From the line containing "assert_ne!(sum, EntryDigest::new(key, &touched).finalize(0));" to the end of the records below, output each line exactly; include both ends and nothing else.
─── Given records ───
//! Per-chunk transform.
//!
//! create:  plaintext → codec.encode → cipher.encrypt → (stored, tag)
//! extract: cipher.decrypt (tag verified) → codec.decode(expected_len)
//!
//! Decoding never sees bytes that failed verification. Without encryption the
//! tag slot holds a truncated BLAKE3 checksum of the stored bytes instead.

use crate::codec::{Codec, CodecId, CompressionContext, codec_for};
use crate::container::chunktab::ChunkDescriptor;
use crate::container::manifest::{CHECKSUM_LEN, ManifestEntry};
use crate::crypto::aead::{Cipher, CipherId, TAG_LEN, cipher_for};
use crate::crypto::kdf::{SALT_LEN, SessionKeys};
use crate::crypto::nonce::nonce_for;
use crate::error::{AtaError, Result};
use crate::util::sanitize::EntryPath;
use crate::util::varint::put_uvarint;
use zeroize::Zeroizing;

#[derive(Debug)]
pub struct SealedChunk {
    pub seq: u64,
    pub stored: Vec<u8>,
    pub tag: [u8; TAG_LEN],
    pub plain_len: u64,
    pub compressed_len: u64,
}

pub struct ChunkPipeline {
    compression: CompressionContext,
    codec: Box<dyn Codec>,
    cipher: Box<dyn Cipher>,
    nonce_base: [u8; SALT_LEN],
    checksum_key: Option<Zeroizing<[u8; 32]>>,
}

impl ChunkPipeline {
    /// `keys` must be present exactly when `encryption` is not `None`.
    pub fn new(
        compression: CompressionContext,
        encryption: CipherId,
        nonce_base: [u8; SALT_LEN],
        keys: Option<&SessionKeys>,
    ) -> Result<Self> {
        let cipher = cipher_for(encryption, keys.map(|k| &k.chunk))?;
        let checksum_key = match encryption {
            CipherId::None => None,
            _ => keys.map(|k| Zeroizing::new(*k.checksum_key())),
        };
        Ok(Self {
            compression,
            codec: codec_for(compression.codec),
            cipher,
            nonce_base,
            checksum_key,
        })
    }

    pub fn is_encrypted(&self) -> bool {
        self.cipher.id() != CipherId::None
    }

    pub fn codec(&self) -> CodecId {
        self.codec.id()
    }

    pub fn seal(&self, seq: u64, plaintext: &[u8]) -> Result<SealedChunk> {
        let plain_len = plaintext.len() as u64;
        let mut stored = self.codec.encode(plaintext, self.compression.level)?;
        let compressed_len = stored.len() as u64;
        let tag = if self.is_encrypted() {
            let nonce = nonce_for(&self.nonce_base, seq);
            self.cipher.encrypt(&nonce, &chunk_ad(seq, plain_len), &mut stored)?
        } else {
            integrity_tag(&stored)
        };
        Ok(SealedChunk {
            seq,
            stored,
            tag,
            plain_len,
            compressed_len,
        })
    }

    /// Verify then decode one stored chunk. Returns nothing on any failure.
    pub fn open(&self, desc: &ChunkDescriptor, mut stored: Vec<u8>) -> Result<Vec<u8>> {
        if stored.len() as u64 != desc.stored_len {
            return Err(AtaError::CorruptData(format!(
                "chunk {}: read {} bytes, expected {}",
                desc.seq,
                stored.len(),
                desc.stored_len
            )));
        }
        if self.is_encrypted() {
            let nonce = nonce_for(&self.nonce_base, desc.seq);
            self.cipher
                .decrypt(&nonce, &chunk_ad(desc.seq, desc.plain_len), &mut stored, &desc.tag)
                .map_err(|e| match e {
                    AtaError::Authentication(_) => {
                        AtaError::Authentication(format!("chunk {}: tag mismatch", desc.seq))
                    }
                    other => other,
                })?;
        } else if integrity_tag(&stored) != desc.tag {
            return Err(AtaError::CorruptData(format!(
                "chunk {}: checksum mismatch",
                desc.seq
            )));
        }
        let plain_len = usize::try_from(desc.plain_len)
            .map_err(|_| AtaError::CorruptData("chunk length overflow".into()))?;
        self.codec
            .decode(&stored, plain_len)
            .map_err(|e| match e {
                AtaError::CorruptData(m) => AtaError::CorruptData(format!("chunk {}: {m}", desc.seq)),
                other => other,
            })
    }

    pub fn entry_digest(&self, entry: &ManifestEntry) -> EntryDigest {
        EntryDigest::new(self.checksum_key.as_deref(), entry)
    }
}

// AAD binds the ciphertext to its position and plaintext length.
fn chunk_ad(seq: u64, plain_len: u64) -> [u8; 16] {
    let mut ad = [0u8; 16];
    ad[..8].copy_from_slice(&seq.to_le_bytes());
    ad[8..].copy_from_slice(&plain_len.to_le_bytes());
    ad
}

fn integrity_tag(stored: &[u8]) -> [u8; TAG_LEN] {
    let mut tag = [0u8; TAG_LEN];
    tag.copy_from_slice(&blake3::hash(stored).as_bytes()[..TAG_LEN]);
    tag
}

/// Whole-entry checksum:
/// `H(kind || path_len || path || mode || mtime || content || size)`, keyed
/// when encrypted. Every manifest field except the chunk table is covered;
/// chunk descriptors are bound by their tags and by `size`.
pub struct EntryDigest {
    hasher: blake3::Hasher,
    keyed: bool,
}

impl EntryDigest {
    pub fn new(key: Option<&[u8; 32]>, entry: &ManifestEntry) -> Self {
        let mut hasher = match key {
            Some(k) => blake3::Hasher::new_keyed(k),
            None => blake3::Hasher::new(),
        };
        let path = entry.path.to_string();
        let mut prefix = Vec::with_capacity(path.len() + 23);
        prefix.push(entry.kind as u8);
        put_uvarint(&mut prefix, path.len() as u64);
        prefix.extend_from_slice(path.as_bytes());
        prefix.extend_from_slice(&entry.mode.to_le_bytes());
        prefix.extend_from_slice(&entry.mtime.to_le_bytes());
        hasher.update(&prefix);
        Self {
            hasher,
            keyed: key.is_some(),
        }
    }

    pub fn update(&mut self, content: &[u8]) {
        self.hasher.update(content);
    }

    pub fn hasher_mut(&mut self) -> &mut blake3::Hasher {
        &mut self.hasher
    }

    pub fn finalize(mut self, size: u64) -> [u8; CHECKSUM_LEN] {
        self.hasher.update(&size.to_le_bytes());
        *self.hasher.finalize().as_bytes()
    }

    /// Compare in constant time against the recorded checksum.
    pub fn verify(self, size: u64, expected: &[u8; CHECKSUM_LEN], path: &EntryPath) -> Result<()> {
        let keyed = self.keyed;
        let got = blake3::Hash::from(self.finalize(size));
        if got == blake3::Hash::from(*expected) {
            return Ok(());
        }
        if keyed {
            Err(AtaError::Authentication(format!("entry {path}: checksum mismatch")))
        } else {
            Err(AtaError::CorruptData(format!("entry {path}: checksum mismatch")))
        }
    }
}

#[cfg(test)]
mod tests {
    use super::*;
    use crate::container::manifest::EntryKind;
    use crate::crypto::aead::AeadKey;
    use crate::crypto::kdf::{KdfParams, SessionKeys};
    use secrecy::SecretString;

    fn keys(pass: &str) -> SessionKeys {
        SessionKeys::from_passphrase(&SecretString::from(pass), &[4; SALT_LEN], &KdfParams::FLOOR)
            .unwrap()
    }

    fn zstd() -> CompressionContext {
        CompressionContext {
            codec: CodecId::Zstd,
            level: 3,
        }
    }

    fn desc_for(s: &SealedChunk) -> ChunkDescriptor {
        ChunkDescriptor {
            seq: s.seq,
            offset: 0,
            stored_len: s.stored.len() as u64,
            plain_len: s.plain_len,
            tag: s.tag,
        }
    }

    #[test]
    fn late_workers_do_not_change_sealed_layout() {
        use crate::sched::{CancelToken, Scheduler};
        use std::time::Duration;

        let k = keys("pw");
        let p = ChunkPipeline::new(zstd(), CipherId::XChaCha20Poly1305, [4; SALT_LEN], Some(&k)).unwrap();
        let chunks: Vec<Vec<u8>> = (0..32u8).map(|i| vec![i; 512 + i as usize * 13]).collect();
        let layout = |workers: usize, delayed: bool| {
            let mut out = Vec::new();
            Scheduler::new(workers, 2)
                .unwrap()
                .run(
                    chunks.iter().enumerate().map(|(i, c)| Ok((i as u64, c))),
                    |(seq, c): (u64, &Vec<u8>)| {
                        if delayed {
                            // later chunks of each window finish first
                            std::thread::sleep(Duration::from_millis((7 - seq % 8) * 2));
                        }
                        p.seal(seq, c)
                    },
                    |sealed: Result<SealedChunk>| {
                        let s = sealed?;
                        out.extend_from_slice(&s.stored);
                        out.extend_from_slice(&s.tag);
                        Ok(())
                    },
                    &CancelToken::new(),
                )
                .unwrap();
            out
        };
        let inline = layout(1, false);
        assert_eq!(layout(4, true), inline);
        assert_eq!(layout(3, true), inline);
    }

    #[test]
    fn encrypted_roundtrip() {
        let k = keys("pw");
        let p = ChunkPipeline::new(zstd(), CipherId::XChaCha20Poly1305, [4; SALT_LEN], Some(&k)).unwrap();
        let data = b"hello hello hello hello".repeat(10);
        let sealed = p.seal(7, &data).unwrap();
        assert_eq!(sealed.plain_len, data.len() as u64);
        assert!(sealed.compressed_len < sealed.plain_len);
        let d = desc_for(&sealed);
        assert_eq!(p.open(&d, sealed.stored).unwrap(), data);
    }

    #[test]
    fn tampering_is_authentication_error() {
        let k = keys("pw");
        let p = ChunkPipeline::new(zstd(), CipherId::XChaCha20Poly1305, [4; SALT_LEN], Some(&k)).unwrap();
        let sealed = p.seal(0, b"some payload bytes").unwrap();
        let d = desc_for(&sealed);

        let mut flipped = sealed.stored.clone();
        flipped[0] ^= 0x80;
        assert!(matches!(p.open(&d, flipped), Err(AtaError::Authentication(_))));

        let mut bad_tag = d;
        bad_tag.tag[3] ^= 1;
        assert!(matches!(p.open(&bad_tag, sealed.stored.clone()), Err(AtaError::Authentication(_))));

        // Moving a chunk to a different position changes its nonce and AAD.
        let mut moved = d;
        moved.seq = 1;
        assert!(matches!(p.open(&moved, sealed.stored), Err(AtaError::Authentication(_))));
    }

    #[test]
    fn wrong_key_fails_before_decompression() {
        let p1 = ChunkPipeline::new(zstd(), CipherId::XChaCha20Poly1305, [4; SALT_LEN], Some(&keys("a"))).unwrap();
        let p2 = ChunkPipeline::new(zstd(), CipherId::XChaCha20Poly1305, [4; SALT_LEN], Some(&keys("b"))).unwrap();
        let sealed = p1.seal(0, &[0u8; 4096]).unwrap();
        let d = desc_for(&sealed);
        assert!(matches!(p2.open(&d, sealed.stored), Err(AtaError::Authentication(_))));
    }

    #[test]
    fn plain_pipeline_detects_corruption() {
        let p = ChunkPipeline::new(zstd(), CipherId::None, [0; SALT_LEN], None).unwrap();
        let sealed = p.seal(0, &[9u8; 1000]).unwrap();
        let d = desc_for(&sealed);
        let mut bad = sealed.stored.clone();
        let last = bad.len() - 1;
        bad[last] ^= 0xFF;
        assert!(matches!(p.open(&d, bad), Err(AtaError::CorruptData(_))));
        assert_eq!(p.open(&d, sealed.stored).unwrap(), vec![9u8; 1000]);
    }

    #[test]
    fn plain_length_mismatch_is_corrupt() {
        let p = ChunkPipeline::new(
            CompressionContext { codec: CodecId::None, level: 0 },
            CipherId::None,
            [0; SALT_LEN],
            None,
        )
        .unwrap();
        let sealed = p.seal(0, b"abcd").unwrap();
        let mut d = desc_for(&sealed);
        d.plain_len = 5;
        assert!(matches!(p.open(&d, sealed.stored), Err(AtaError::CorruptData(_))));
    }

    #[test]
    fn sealing_is_deterministic() {
        let k = keys("pw");
        let p = ChunkPipeline::new(zstd(), CipherId::XChaCha20Poly1305, [4; SALT_LEN], Some(&k)).unwrap();
        let a = p.seal(3, b"same input").unwrap();
        let b = p.seal(3, b"same input").unwrap();
        assert_eq!(a.stored, b.stored);
        assert_eq!(a.tag, b.tag);
        let c = p.seal(4, b"same input").unwrap();
        assert_ne!(a.stored, c.stored);
    }

    #[test]
    fn encrypted_pipeline_requires_keys() {
        assert!(ChunkPipeline::new(zstd(), CipherId::XChaCha20Poly1305, [0; SALT_LEN], None).is_err());
        let _ = AeadKey::from_bytes([0; 32]);
    }

    #[test]
    fn entry_digest_binds_path_and_key() {
        let a = ManifestEntry::new(EntryPath::parse("a").unwrap(), EntryKind::File, 0o644, 10);
        let b = ManifestEntry::new(EntryPath::parse("b").unwrap(), EntryKind::File, 0o644, 10);
        let digest = |key: Option<&[u8; 32]>, e: &ManifestEntry| {
            let mut d = EntryDigest::new(key, e);
            d.update(b"xyz");
            d.finalize(3)
        };
        assert_ne!(digest(None, &a), digest(None, &b));
        assert_ne!(digest(None, &a), digest(Some(&[1; 32]), &a));

        let expected = digest(Some(&[1; 32]), &a);
        let mut wrong = EntryDigest::new(Some(&[2; 32]), &a);
        wrong.update(b"xyz");
        assert!(matches!(
            wrong.verify(3, &expected, &a.path),
            Err(AtaError::Authentication(_))
        ));
    }

    #[test]
    fn entry_digest_binds_mode_and_mtime() {
        let path = EntryPath::parse("bin/tool").unwrap();
        let base = ManifestEntry::new(path.clone(), EntryKind::File, 0o755, 1_700_000_000);
        let setuid = ManifestEntry::new(path.clone(), EntryKind::File, 0o4755, 1_700_000_000);
        let touched = ManifestEntry::new(path.clone(), EntryKind::File, 0o755, 1_700_000_001);
        let key = Some(&[7u8; 32]);
        let sum = EntryDigest::new(key, &base).finalize(0);
        assert_ne!(sum, EntryDigest::new(key, &setuid).finalize(0));
        assert_ne!(sum, EntryDigest::new(key, &touched).finalize(0));
        assert!(matches!(
            EntryDigest::new(key, &setuid).verify(0, &sum, &path),
            Err(AtaError::Authentication(_))
        ));
        assert!(matches!(
            EntryDigest::new(None, &setuid).verify(0, &EntryDigest::new(None, &base).finalize(0), &path),
            Err(AtaError::CorruptData(_))
        ));
    }
}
───
# [The answer]
        assert_ne!(sum, EntryDigest::new(key, &touched).finalize(0));
        assert!(matches!(
            EntryDigest::new(key, &setuid).verify(0, &sum, &path),
            Err(AtaError::Authentication(_))
        ));
        assert!(matches!(
            EntryDigest::new(None, &setuid).verify(0, &EntryDigest::new(None, &base).finalize(0), &path),
            Err(AtaError::CorruptData(_))
        ));
    }
}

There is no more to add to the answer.